Krew martwego zabójcy prysnęła na twarz Stilesa. Wypluł krew, która dostała mu się do ust i spojrzał na mnie naprawdę przerażony. 

- Skąd do diabła się tu wzięłaś? - zapytał z ulgą, ale i ze zdziwieniem. 

- Ratuję ciebie i twoich przyjaciół.

Stiles nie zdążył mi w jakikolwiek sposób odpowiedzieć, bo tata Scotta przeszkodził nam w rozmowie.
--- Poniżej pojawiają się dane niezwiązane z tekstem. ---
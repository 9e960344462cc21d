//! Process configuration, read once from the environment at startup.

use std::fmt;
use std::path::PathBuf;
use std::str::FromStr;
use std::time::Duration;

use config::{Config, Environment};
use serde::Deserialize;

use crate::error::{ChatError, Result};

pub const DEFAULT_ORGANIZATION: &str =
    "CISNR (Centre of Intelligent System & Network Research) at UET Peshawar";

/// A credential that never shows up in `Debug` output or logs.
#[derive(Clone, PartialEq, Eq)]
pub struct Secret(String);

impl Secret {
    pub fn new(value: impl Into<String>) -> Self {
        Self(value.into())
    }

    pub fn expose(&self) -> &str {
        &self.0
    }
}

impl fmt::Debug for Secret {
    fn fmt(&self, f: &mut fmt::Formatter<'_>) -> fmt::Result {
        f.write_str("Secret(***)")
    }
}

#[derive(Debug, Clone, Copy, PartialEq, Eq)]
pub enum EmbeddingProvider {
    Gemini,
    /// fastembed model on local disk, only with the `local-embeddings` feature.
    Local,
}

#[derive(Debug, Clone, Copy, PartialEq, Eq)]
pub enum GenerationProvider {
    Gemini,
    /// Any OpenAI-compatible `/chat/completions` endpoint (LiteLLM, vLLM, ...).
    OpenAi,
}

#[derive(Debug, Clone)]
pub struct Settings {
    pub embedding_provider: EmbeddingProvider,
    /// Absent only when embeddings are computed locally.
    pub embedding_api_key: Option<Secret>,
    pub embedding_model: String,
    pub local_embedding_model_dir: PathBuf,

    pub generation_provider: GenerationProvider,
    /// Required for Gemini; optional for OpenAI-compatible gateways.
    pub generation_api_key: Option<Secret>,
    pub generation_model: String,
    pub generation_base_url: String,
    pub temperature: f32,
    pub max_output_tokens: u32,
    pub max_retries: u32,

    pub gemini_base_url: String,

    pub qdrant_url: String,
    pub vector_db_api_key: Secret,
    pub vector_index_name: String,
    pub top_k: u64,

    pub secret_key: Secret,
    pub remote_timeout: Duration,
    pub http_timeout: Duration,
    pub host: String,
    pub port: u16,
    pub static_dir: PathBuf,
    pub organization_name: String,
}

/// Environment keys as the `config` crate sees them (lowercased).
#[derive(Debug, Default, Deserialize)]
struct RawSettings {
    google_api_key: Option<String>,
    embedding_api_key: Option<String>,
    generation_api_key: Option<String>,
    embedding_provider: Option<String>,
    embedding_model: Option<String>,
    local_embedding_model_dir: Option<String>,
    generation_provider: Option<String>,
    generation_model: Option<String>,
    generation_base_url: Option<String>,
    generation_temperature: Option<String>,
    generation_max_tokens: Option<String>,
    generation_max_retries: Option<String>,
    gemini_base_url: Option<String>,
    qdrant_url: Option<String>,
    qdrant_api_key: Option<String>,
    vector_index_name: Option<String>,
    top_k: Option<String>,
    secret_key: Option<String>,
    remote_timeout_secs: Option<String>,
    http_timeout_secs: Option<String>,
    host: Option<String>,
    port: Option<String>,
    static_dir: Option<String>,
    organization_name: Option<String>,
}

impl Settings {
    /// Load `.env` (when present) and the process environment.
    pub fn from_env() -> Result<Self> {
        dotenv::dotenv().ok();
        Self::from_source(Environment::default())
    }

    /// Build settings from an explicit variable map instead of the process environment.
    pub fn from_vars<I, K, V>(vars: I) -> Result<Self>
    where
        I: IntoIterator<Item = (K, V)>,
        K: Into<String>,
        V: Into<String>,
    {
        let map: config::Map<String, String> = vars
            .into_iter()
            .map(|(k, v)| (k.into(), v.into()))
            .collect();
        Self::from_source(Environment::default().source(Some(map)))
    }

    fn from_source(source: Environment) -> Result<Self> {
        let raw: RawSettings = Config::builder()
            .add_source(source)
            .build()
            .and_then(|c| c.try_deserialize())
            .map_err(|e| ChatError::configuration(format!("failed to read environment: {}", e)))?;

        Self::validate(raw)
    }

    fn validate(raw: RawSettings) -> Result<Self> {
        let mut missing: Vec<&'static str> = Vec::new();
        let mut invalid: Vec<String> = Vec::new();

        let google_api_key = non_empty(raw.google_api_key);

        let embedding_provider = match non_empty(raw.embedding_provider).as_deref() {
            None | Some("gemini") => EmbeddingProvider::Gemini,
            Some("local") if cfg!(feature = "local-embeddings") => EmbeddingProvider::Local,
            Some("local") => {
                invalid.push(
                    "EMBEDDING_PROVIDER=local requires the local-embeddings feature".to_string(),
                );
                EmbeddingProvider::Local
            }
            Some(other) => {
                invalid.push(format!("EMBEDDING_PROVIDER: unknown provider '{}'", other));
                EmbeddingProvider::Gemini
            }
        };

        let generation_provider = match non_empty(raw.generation_provider).as_deref() {
            None | Some("gemini") => GenerationProvider::Gemini,
            Some("openai") => GenerationProvider::OpenAi,
            Some(other) => {
                invalid.push(format!("GENERATION_PROVIDER: unknown provider '{}'", other));
                GenerationProvider::Gemini
            }
        };

        let embedding_api_key = non_empty(raw.embedding_api_key).or_else(|| google_api_key.clone());
        if embedding_provider == EmbeddingProvider::Gemini && embedding_api_key.is_none() {
            missing.push("EMBEDDING_API_KEY (or GOOGLE_API_KEY)");
        }

        let generation_api_key = non_empty(raw.generation_api_key).or_else(|| google_api_key.clone());
        if generation_provider == GenerationProvider::Gemini && generation_api_key.is_none() {
            missing.push("GENERATION_API_KEY (or GOOGLE_API_KEY)");
        }

        let vector_db_api_key = non_empty(raw.qdrant_api_key);
        if vector_db_api_key.is_none() {
            missing.push("QDRANT_API_KEY");
        }

        let vector_index_name = non_empty(raw.vector_index_name);
        if vector_index_name.is_none() {
            missing.push("VECTOR_INDEX_NAME");
        }

        let secret_key = non_empty(raw.secret_key);
        if secret_key.is_none() {
            missing.push("SECRET_KEY");
        }

        let temperature = parse_or(raw.generation_temperature, "GENERATION_TEMPERATURE", 0.3_f32, &mut invalid);
        let max_output_tokens = parse_or(raw.generation_max_tokens, "GENERATION_MAX_TOKENS", 1000_u32, &mut invalid);
        let max_retries = parse_or(raw.generation_max_retries, "GENERATION_MAX_RETRIES", 2_u32, &mut invalid);
        let top_k = parse_or(raw.top_k, "TOP_K", 6_u64, &mut invalid);
        if top_k == 0 {
            invalid.push("TOP_K must be greater than zero".to_string());
        }
        let remote_timeout_secs = parse_or(raw.remote_timeout_secs, "REMOTE_TIMEOUT_SECS", 30_u64, &mut invalid);
        let http_timeout_secs = parse_or(raw.http_timeout_secs, "HTTP_TIMEOUT_SECS", 120_u64, &mut invalid);
        let port = parse_or(raw.port, "PORT", 5000_u16, &mut invalid);

        if !missing.is_empty() || !invalid.is_empty() {
            let mut problems = Vec::new();
            if !missing.is_empty() {
                problems.push(format!("missing required configuration: {}", missing.join(", ")));
            }
            problems.extend(invalid);
            return Err(ChatError::configuration(problems.join("; ")));
        }

        // Every required value was checked above.
        let (Some(vector_db_api_key), Some(vector_index_name), Some(secret_key)) =
            (vector_db_api_key, vector_index_name, secret_key)
        else {
            return Err(ChatError::configuration("missing required configuration"));
        };

        Ok(Self {
            embedding_provider,
            embedding_api_key: embedding_api_key.map(Secret::new),
            embedding_model: non_empty(raw.embedding_model)
                .unwrap_or_else(|| "models/embedding-001".to_string()),
            local_embedding_model_dir: non_empty(raw.local_embedding_model_dir)
                .unwrap_or_else(|| "models/bge-small-en-v1.5".to_string())
                .into(),
            generation_provider,
            generation_api_key: generation_api_key.map(Secret::new),
            generation_model: non_empty(raw.generation_model)
                .unwrap_or_else(|| "gemini-1.5-flash".to_string()),
            generation_base_url: non_empty(raw.generation_base_url)
                .unwrap_or_else(|| "http://localhost:4000".to_string()),
            temperature,
            max_output_tokens,
            max_retries,
            gemini_base_url: non_empty(raw.gemini_base_url)
                .unwrap_or_else(|| "https://generativelanguage.googleapis.com/v1beta".to_string()),
            qdrant_url: non_empty(raw.qdrant_url)
                .unwrap_or_else(|| "http://localhost:6334".to_string()),
            vector_db_api_key: Secret::new(vector_db_api_key),
            vector_index_name,
            top_k,
            secret_key: Secret::new(secret_key),
            remote_timeout: Duration::from_secs(remote_timeout_secs),
            http_timeout: Duration::from_secs(http_timeout_secs),
            host: non_empty(raw.host).unwrap_or_else(|| "0.0.0.0".to_string()),
            port,
            static_dir: non_empty(raw.static_dir)
                .unwrap_or_else(|| "static".to_string())
                .into(),
            organization_name: non_empty(raw.organization_name)
                .unwrap_or_else(|| DEFAULT_ORGANIZATION.to_string()),
        })
    }

    pub fn bind_address(&self) -> String {
        format!("{}:{}", self.host, self.port)
    }
}

fn non_empty(value: Option<String>) -> Option<String> {
    value
        .map(|v| v.trim().to_string())
        .filter(|v| !v.is_empty())
}

fn parse_or<T: FromStr>(raw: Option<String>, key: &str, default: T, invalid: &mut Vec<String>) -> T {
    match non_empty(raw) {
        None => default,
        Some(value) => value.parse().unwrap_or_else(|_| {
            invalid.push(format!("{}: cannot parse '{}'", key, value));
            default
        }),
    }
}

#[cfg(test)]
mod tests {
    use super::*;

    fn required() -> Vec<(&'static str, &'static str)> {
        vec![
            ("GOOGLE_API_KEY", "google-key"),
            ("QDRANT_API_KEY", "qdrant-key"),
            ("VECTOR_INDEX_NAME", "ncai"),
            ("SECRET_KEY", "session-secret"),
        ]
    }

    #[test]
    fn loads_defaults_with_required_keys() {
        let settings = Settings::from_vars(required()).unwrap();
        assert_eq!(settings.vector_index_name, "ncai");
        assert_eq!(settings.top_k, 6);
        assert_eq!(settings.port, 5000);
        assert_eq!(settings.generation_provider, GenerationProvider::Gemini);
        assert_eq!(settings.generation_api_key.as_ref().map(Secret::expose), Some("google-key"));
        assert_eq!(settings.embedding_api_key.as_ref().map(Secret::expose), Some("google-key"));
        assert_eq!(settings.remote_timeout, Duration::from_secs(30));
    }

    #[test]
    fn reports_every_missing_key() {
        let err = Settings::from_vars(vec![("VECTOR_INDEX_NAME", "ncai")]).unwrap_err();
        let msg = err.to_string();
        assert!(matches!(err, ChatError::Configuration(_)));
        assert!(msg.contains("GENERATION_API_KEY"));
        assert!(msg.contains("EMBEDDING_API_KEY"));
        assert!(msg.contains("QDRANT_API_KEY"));
        assert!(msg.contains("SECRET_KEY"));
        assert!(!msg.contains("VECTOR_INDEX_NAME"));
    }

    #[test]
    fn empty_value_counts_as_missing() {
        let vars: Vec<_> = required()
            .into_iter()
            .map(|(k, v)| if k == "SECRET_KEY" { (k, "   ") } else { (k, v) })
            .collect();
        let err = Settings::from_vars(vars).unwrap_err();
        assert!(err.to_string().contains("SECRET_KEY"));
    }

    #[test]
    fn dedicated_keys_override_shared_key() {
        let mut vars = required();
        vars.push(("GENERATION_API_KEY", "gen-key"));
        vars.push(("EMBEDDING_API_KEY", "emb-key"));
        let settings = Settings::from_vars(vars).unwrap();
        assert_eq!(settings.generation_api_key.unwrap().expose(), "gen-key");
        assert_eq!(settings.embedding_api_key.unwrap().expose(), "emb-key");
    }

    #[test]
    fn openai_gateway_needs_no_generation_key() {
        let settings = Settings::from_vars(vec![
            ("GENERATION_PROVIDER", "openai"),
            ("EMBEDDING_API_KEY", "emb-key"),
            ("QDRANT_API_KEY", "qdrant-key"),
            ("VECTOR_INDEX_NAME", "ncai"),
            ("SECRET_KEY", "session-secret"),
        ])
        .unwrap();
        assert_eq!(settings.generation_provider, GenerationProvider::OpenAi);
        assert!(settings.generation_api_key.is_none());

        let err = Settings::from_vars(vec![
            ("EMBEDDING_API_KEY", "emb-key"),
            ("QDRANT_API_KEY", "qdrant-key"),
            ("VECTOR_INDEX_NAME", "ncai"),
            ("SECRET_KEY", "session-secret"),
        ])
        .unwrap_err();
        assert!(err.to_string().contains("GENERATION_API_KEY"));
    }

    #[test]
    fn rejects_zero_top_k_and_bad_numbers() {
        let mut vars = required();
        vars.push(("TOP_K", "0"));
        vars.push(("PORT", "http"));
        let msg = Settings::from_vars(vars).unwrap_err().to_string();
        assert!(msg.contains("TOP_K"));
        assert!(msg.contains("PORT"));
    }

    #[test]
    fn debug_output_redacts_credentials() {
        let settings = Settings::from_vars(required()).unwrap();
        let debug = format!("{:?}", settings);
        assert!(!debug.contains("google-key"));
        assert!(!debug.contains("qdrant-key"));
        assert!(!debug.contains("session-secret"));
    }
}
- Dzwoniła Melissa. - zaczął mężczyzna. - Mówiła coś o antidotum. Jest w skrytce

- Gdzie dokładnie? - pytał nadal oszołomiony brunet. 

- W słoiku. Powiedz Scottowi.

Stiles spojrzał na mnie, licząc, że z nim pójdę.

 - Stilinski? Na co czekasz! Leć! - krzyczałam do niego, jak do debila. - Mam coś jeszcze do zrobienia.

Brunet nic nie mówiąc szybko gdzieś pobiegł. Gdzieś, czyli do skrytki Hale'ów. Sprytnie się ukryli, nie powiem. Nie wpadłabym na ten trop. O ile siebie znam to wpadłabym, ale zajęłoby mi to jakiś czas. 

- Jakim cudem się tu dostałaś? - w końcu zapytał Rafael McCall. 

- Pilnujecie bezpieczeństwa uczniów i nauczycieli, ale żaden z was nie pomyślał o pilnowaniu tylnych wejść. 

Wyszłam z szatni, wiedząc, że wypełniłam swój obowiązek. Reszta należała do Stilesa i to od niego zależało, czy jego przyjaciele przeżyją. Wyciągnęłam telefon z zamiarem zadzwonienia do dwójki narażonych na zabójców 'przyjaciół'. 

- Vivian! 

Poczułam jak umięśnione ramiona oplątują mnie wokół szyi. Nie, nikt mnie nie dusił.. 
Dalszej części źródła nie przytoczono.